Background: Designer T cells are T lymphocytes engineered toward specific antibody‐type membrane antigens through chimeric immunoglobulin‐T‐cell receptor (IgTCR) genes that have been used for adoptive cellular immunotherapy. We have extended this approach to prostate specific membrane antigen (PSMA) as a means to attack prostate cancer.Methods: A chimeric anti‐PSMA IgTCR gene was constructed based on an anti‐PSMA monoclonal antibody, 3D8. Both T‐cell lines and primary cultured human T lymphocytes were transduced with the chimeric anti‐PSMA IgTCR construct and were analyzed for IgTCR expression, specific activation by PSMA, cytotoxicity against PSMA‐expressing tumor cells in vitro, and retardation of tumor growth in an animal model.Results: The IgTCR was incorporated into the TCR–CD3 complex and formed a functional chimeric complex.

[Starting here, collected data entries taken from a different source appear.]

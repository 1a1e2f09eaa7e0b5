//! End-to-end sessions: a real client and a real server wired through an
//! in-memory pipe, exercising the full handshake and every method family.

use std::sync::Arc;

use assert_matches::assert_matches;
use mcp_runtime::client::ClientEvent;
use mcp_runtime::error::{codes, McpError};
use mcp_runtime::messages::{
    CompletionArgument, CompletionRef, CompletionResult, CreateMessageRequest,
    CreateMessageResponse, GetPromptResponse, Prompt, PromptMessage, Resource, ResourceContent,
    ResourceTemplate, Root, SamplingContent, SamplingMessage, SamplingRole, TaskStatus, Tool,
    ToolContent,
};
use mcp_runtime::server::{McpServer, ServerEvent, TaskHandle};
use mcp_runtime::session::SessionState;
use mcp_runtime_tests::{default_pair, setup_test_logging};
use serde_json::json;

/// Connect both halves of a linked pair and return them ready.
async fn ready_pair(
    mut client: mcp_runtime::client::McpClient,
    mut server: McpServer,
) -> (mcp_runtime::client::McpClient, McpServer) {
    server.start().await.expect("server start");
    let negotiated = client.connect().await.expect("client connect");
    assert_eq!(negotiated.server_info.name, "s");
    assert_eq!(client.state(), SessionState::Ready);
    (client, server)
}

#[tokio::test]
async fn handshake_negotiates_version_and_capabilities() {
    setup_test_logging();
    let (client, mut server) = default_pair();
    server.register_tool(Tool::new("echo"), |_| Ok(vec![ToolContent::text("")]));

    let mut server_events = server.take_events().unwrap();
    let (client, server) = ready_pair(client, server).await;

    let negotiated = client.server().unwrap();
    assert_eq!(
        negotiated.protocol_version.as_str(),
        mcp_runtime::PROTOCOL_VERSION
    );
    assert!(negotiated.capabilities.standard.tools.is_some());
    assert!(negotiated.capabilities.standard.resources.is_none());

    let event = server_events.recv().await.unwrap();
    assert_matches!(event, ServerEvent::Initialized { client_info: Some(ref info) } if info.name == "c");
    assert_eq!(server.state(), SessionState::Ready);
}

#[tokio::test]
async fn tool_call_round_trip() {
    setup_test_logging();
    let (client, server) = default_pair();
    server.register_tool(Tool::new("echo"), |args| {
        let text = args
            .and_then(|a| a.get("text").and_then(|t| t.as_str()).map(str::to_string))
            .unwrap_or_default();
        Ok(vec![ToolContent::text(text)])
    });

    let (client, _server) = ready_pair(client, server).await;

    let response = client
        .call_tool("echo", Some(json!({"text": "hi"})))
        .await
        .unwrap();
    assert_eq!(response.content, vec![ToolContent::text("hi")]);
    assert_eq!(response.is_error, Some(false));

    let listed = client.list_tools().await.unwrap();
    assert_eq!(listed.tools.len(), 1);
    assert_eq!(listed.tools[0].name, "echo");
}

#[tokio::test]
async fn tool_handler_error_becomes_method_error() {
    setup_test_logging();
    let (client, server) = default_pair();
    server.register_tool(Tool::new("broken"), |_| {
        Err(McpError::internal("handler exploded"))
    });

    let (client, _server) = ready_pair(client, server).await;

    let result = client.call_tool("broken", None).await;
    assert_matches!(result, Err(McpError::Method { code, .. }) if code == codes::INTERNAL_ERROR);
}

#[tokio::test]
async fn resources_and_templates() {
    setup_test_logging();
    let (client, server) = default_pair();
    server.register_resource(
        Resource::new("file:///readme").with_name("Readme"),
        |uri| Ok(vec![ResourceContent::text(uri, "hello")]),
    );
    server
        .register_resource_template(ResourceTemplate::new("file:///notes/{id}"), |uri, vars| {
            let id = vars.get("id").cloned().unwrap_or_default();
            Ok(vec![ResourceContent::text(uri, format!("note:{id}"))])
        })
        .unwrap();

    let (client, _server) = ready_pair(client, server).await;

    let listed = client.list_resources().await.unwrap();
    assert_eq!(listed.resources.len(), 1);

    let templates = client.list_resource_templates().await.unwrap();
    assert_eq!(templates.resource_templates.len(), 1);
    assert_eq!(
        templates.resource_templates[0].uri_template,
        "file:///notes/{id}"
    );

    let read = client.read_resource("file:///readme").await.unwrap();
    assert_eq!(read.contents[0].text.as_deref(), Some("hello"));

    let read = client.read_resource("file:///notes/42").await.unwrap();
    assert_eq!(read.contents[0].text.as_deref(), Some("note:42"));

    let missing = client.read_resource("file:///other").await;
    assert_matches!(missing, Err(McpError::Method { code, ref message, .. })
        if code == codes::INVALID_PARAMS && message == "Resource not found");
}

#[tokio::test]
async fn subscription_delivers_update_events() {
    setup_test_logging();
    let (mut client, server) = default_pair();
    server.register_resource(Resource::new("file:///watched"), |uri| {
        Ok(vec![ResourceContent::text(uri, "v1")])
    });

    let mut events = client.take_events().unwrap();
    let (client, server) = ready_pair(client, server).await;

    client.subscribe_resource("file:///watched").await.unwrap();
    assert!(server.notify_resource_updated("file:///watched").await.unwrap());

    let event = loop {
        match events.recv().await.unwrap() {
            ClientEvent::ResourceUpdated { uri } => break uri,
            _ => continue,
        }
    };
    assert_eq!(event, "file:///watched");

    // Unsubscribed URIs are silent; unknown unsubscribes succeed.
    client.unsubscribe_resource("file:///watched").await.unwrap();
    client.unsubscribe_resource("file:///watched").await.unwrap();
    assert!(!server.notify_resource_updated("file:///watched").await.unwrap());
}

#[tokio::test]
async fn prompt_rendering() {
    setup_test_logging();
    let (client, server) = default_pair();
    server.register_prompt(
        Prompt::new("greet").with_description("Greets someone"),
        |args| {
            let name = args.get("name").cloned().unwrap_or_else(|| "world".to_string());
            Ok(GetPromptResponse {
                description: Some("greeting".to_string()),
                messages: vec![PromptMessage::user_text(format!("hello {name}"))],
            })
        },
    );

    let (client, _server) = ready_pair(client, server).await;

    let listed = client.list_prompts().await.unwrap();
    assert_eq!(listed.prompts[0].name, "greet");

    let rendered = client
        .get_prompt(
            "greet",
            Some([("name".to_string(), "mcp".to_string())].into_iter().collect()),
        )
        .await
        .unwrap();
    assert_eq!(rendered.description.as_deref(), Some("greeting"));
    assert_eq!(rendered.messages.len(), 1);
}

#[tokio::test]
async fn completion_round_trip() {
    setup_test_logging();
    let (client, server) = default_pair();
    server.set_completion_handler(|reference, argument| {
        let prefix = match reference {
            CompletionRef::Prompt { name } => name,
            CompletionRef::Resource { uri } => uri,
        };
        Ok(CompletionResult {
            values: vec![format!("{prefix}:{}", argument.value)],
            total: Some(1),
            has_more: Some(false),
        })
    });

    let (client, _server) = ready_pair(client, server).await;

    let completion = client
        .complete(
            CompletionRef::Prompt {
                name: "greet".to_string(),
            },
            CompletionArgument {
                name: "name".to_string(),
                value: "mc".to_string(),
            },
        )
        .await
        .unwrap();
    assert_eq!(completion.completion.values, vec!["greet:mc"]);
}

#[tokio::test]
async fn ping_in_both_directions() {
    setup_test_logging();
    let (client, server) = default_pair();
    let (client, server) = ready_pair(client, server).await;

    client.ping().await.unwrap();
    server.ping().await.unwrap();
}

#[tokio::test]
async fn async_task_lifecycle() {
    setup_test_logging();
    let (mut client, server) = default_pair();
    let (handle_tx, mut handle_rx) = tokio::sync::mpsc::unbounded_channel::<TaskHandle>();
    server.register_async_tool(Tool::new("slow"), move |_args, handle| {
        handle_tx.send(handle).unwrap();
        Ok(None)
    });

    let mut events = client.take_events().unwrap();
    let (client, _server) = ready_pair(client, server).await;

    let response = client.call_tool("slow", None).await.unwrap();
    let task = response.task.expect("async call carries a task");
    assert_eq!(task.status, TaskStatus::Working);
    assert!(response.content.is_empty());

    // Polling before completion fails with the documented message.
    let early = client.task_result(&task.task_id).await;
    assert_matches!(early, Err(McpError::Method { code, ref message, .. })
        if code == codes::INVALID_PARAMS && message == "Task not yet completed");

    let fetched = client.get_task(&task.task_id).await.unwrap();
    assert_eq!(fetched.status, TaskStatus::Working);

    // Complete from the worker side and observe the status notification.
    let handle = handle_rx.recv().await.unwrap();
    handle.complete(vec![ToolContent::text("done")]).await.unwrap();

    let updated = loop {
        match events.recv().await.unwrap() {
            ClientEvent::TaskStatus { task } => break task,
            _ => continue,
        }
    };
    assert_eq!(updated.status, TaskStatus::Completed);

    let stored = client.task_result(&task.task_id).await.unwrap();
    assert_eq!(stored.content, vec![ToolContent::text("done")]);

    let all = client.list_tasks().await.unwrap();
    assert_eq!(all.tasks.len(), 1);
}

#[tokio::test]
async fn task_cancellation_via_client() {
    setup_test_logging();
    let (mut client, server) = default_pair();
    server.register_async_tool(Tool::new("slow"), |_args, _handle| Ok(None));

    let mut events = client.take_events().unwrap();
    let (client, _server) = ready_pair(client, server).await;

    let response = client.call_tool("slow", None).await.unwrap();
    let task = response.task.unwrap();

    client.cancel_task(&task.task_id).await.unwrap();
    let updated = loop {
        match events.recv().await.unwrap() {
            ClientEvent::TaskStatus { task } => break task,
            _ => continue,
        }
    };
    assert_eq!(updated.status, TaskStatus::Cancelled);
}

#[tokio::test]
async fn sampling_round_trip() {
    setup_test_logging();
    let (mut client, server) = default_pair();
    let mut events = client.take_events().unwrap();
    let (client, server) = ready_pair(client, server).await;
    let client = Arc::new(client);

    // Host application answers sampling requests as they arrive.
    let answerer = {
        let client = Arc::clone(&client);
        tokio::spawn(async move {
            loop {
                match events.recv().await {
                    Some(ClientEvent::SamplingRequested {
                        request_id,
                        request,
                    }) => {
                        assert_eq!(request.max_tokens, Some(32));
                        client
                            .respond_sampling(
                                &request_id,
                                CreateMessageResponse {
                                    role: SamplingRole::Assistant,
                                    content: SamplingContent::Text {
                                        text: "sampled".to_string(),
                                    },
                                    model: "test-model".to_string(),
                                    stop_reason: Some("endTurn".to_string()),
                                },
                            )
                            .await
                            .unwrap();
                        break;
                    }
                    Some(_) => continue,
                    None => break,
                }
            }
        })
    };

    let result = server
        .request_sampling(CreateMessageRequest {
            messages: vec![SamplingMessage::user_text("write a haiku")],
            model_preferences: None,
            system_prompt: Some("be terse".to_string()),
            max_tokens: Some(32),
        })
        .await
        .unwrap();
    assert_eq!(result.model, "test-model");
    assert_matches!(result.content, SamplingContent::Text { ref text } if text == "sampled");
    answerer.await.unwrap();
}

#[tokio::test]
async fn roots_round_trip() {
    setup_test_logging();
    let (client, mut server) = default_pair();
    let mut server_events = server.take_events().unwrap();
    let (client, server) = ready_pair(client, server).await;

    client.add_root(Root::new("file:///workspace").with_name("ws")).await;
    client.add_root(Root::new("file:///scratch")).await;

    let roots = server.list_roots().await.unwrap();
    assert_eq!(roots.roots.len(), 2);

    // Replacing a root by URI keeps the set deduplicated.
    client.add_root(Root::new("file:///scratch").with_name("renamed")).await;
    let roots = server.list_roots().await.unwrap();
    assert_eq!(roots.roots.len(), 2);

    client.notify_roots_changed().await.unwrap();
    loop {
        match server_events.recv().await.unwrap() {
            ServerEvent::RootsListChanged => break,
            _ => continue,
        }
    }

    assert!(client.remove_root("file:///scratch").await);
    assert!(!client.remove_root("file:///scratch").await);
}

#[tokio::test]
async fn list_changed_notifications_reach_client() {
    setup_test_logging();
    let (mut client, server) = default_pair();
    server.register_tool(Tool::new("echo"), |_| Ok(vec![]));

    let mut events = client.take_events().unwrap();
    let (_client, server) = ready_pair(client, server).await;

    server.notify_tools_list_changed().await.unwrap();
    server.notify_prompts_list_changed().await.unwrap();
    server.notify_resources_list_changed().await.unwrap();
    server
        .notify_log(
            mcp_runtime::messages::LogLevel::Info,
            Some("test".to_string()),
            json!("hello"),
        )
        .await
        .unwrap();
    server.notify_progress(json!("tok"), 0.5, Some(1.0)).await.unwrap();

    let mut saw_tools = false;
    let mut saw_prompts = false;
    let mut saw_resources = false;
    let mut saw_log = false;
    let mut saw_progress = false;
    while !(saw_tools && saw_prompts && saw_resources && saw_log && saw_progress) {
        match events.recv().await.unwrap() {
            ClientEvent::ToolListChanged => saw_tools = true,
            ClientEvent::PromptListChanged => saw_prompts = true,
            ClientEvent::ResourceListChanged => saw_resources = true,
            ClientEvent::LogMessage(params) => {
                assert_eq!(params.logger.as_deref(), Some("test"));
                saw_log = true;
            }
            ClientEvent::Progress(params) => {
                assert_eq!(params.progress, 0.5);
                saw_progress = true;
            }
            _ => {}
        }
    }
}

#[tokio::test]
async fn disconnect_tears_down_cleanly() {
    setup_test_logging();
    let (client, server) = default_pair();
    let (mut client, _server) = ready_pair(client, server).await;

    client.disconnect().await.unwrap();
    assert_eq!(client.state(), SessionState::Disconnected);

    let after = client.ping().await;
    assert_matches!(after, Err(McpError::Protocol(_)));
}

The IgTCR‐modified T cells were specifically activated through the chimeric receptor with PSMA as measured by IL‐2 production and increased CD25 expression and specifically lysed the PSMA‐expressing prostate cancer cells in vitro as well as retarded tumor growth in an animal model.Conclusions: The anti‐PSMA designer T cells exhibit an antibody‐type specificity that can recognize PSMA expressing tumor cells in a MHC‐independent fashion, resulting in T‐cell activation, target cell lysis in vitro and inhibition of tumor growth in vivo.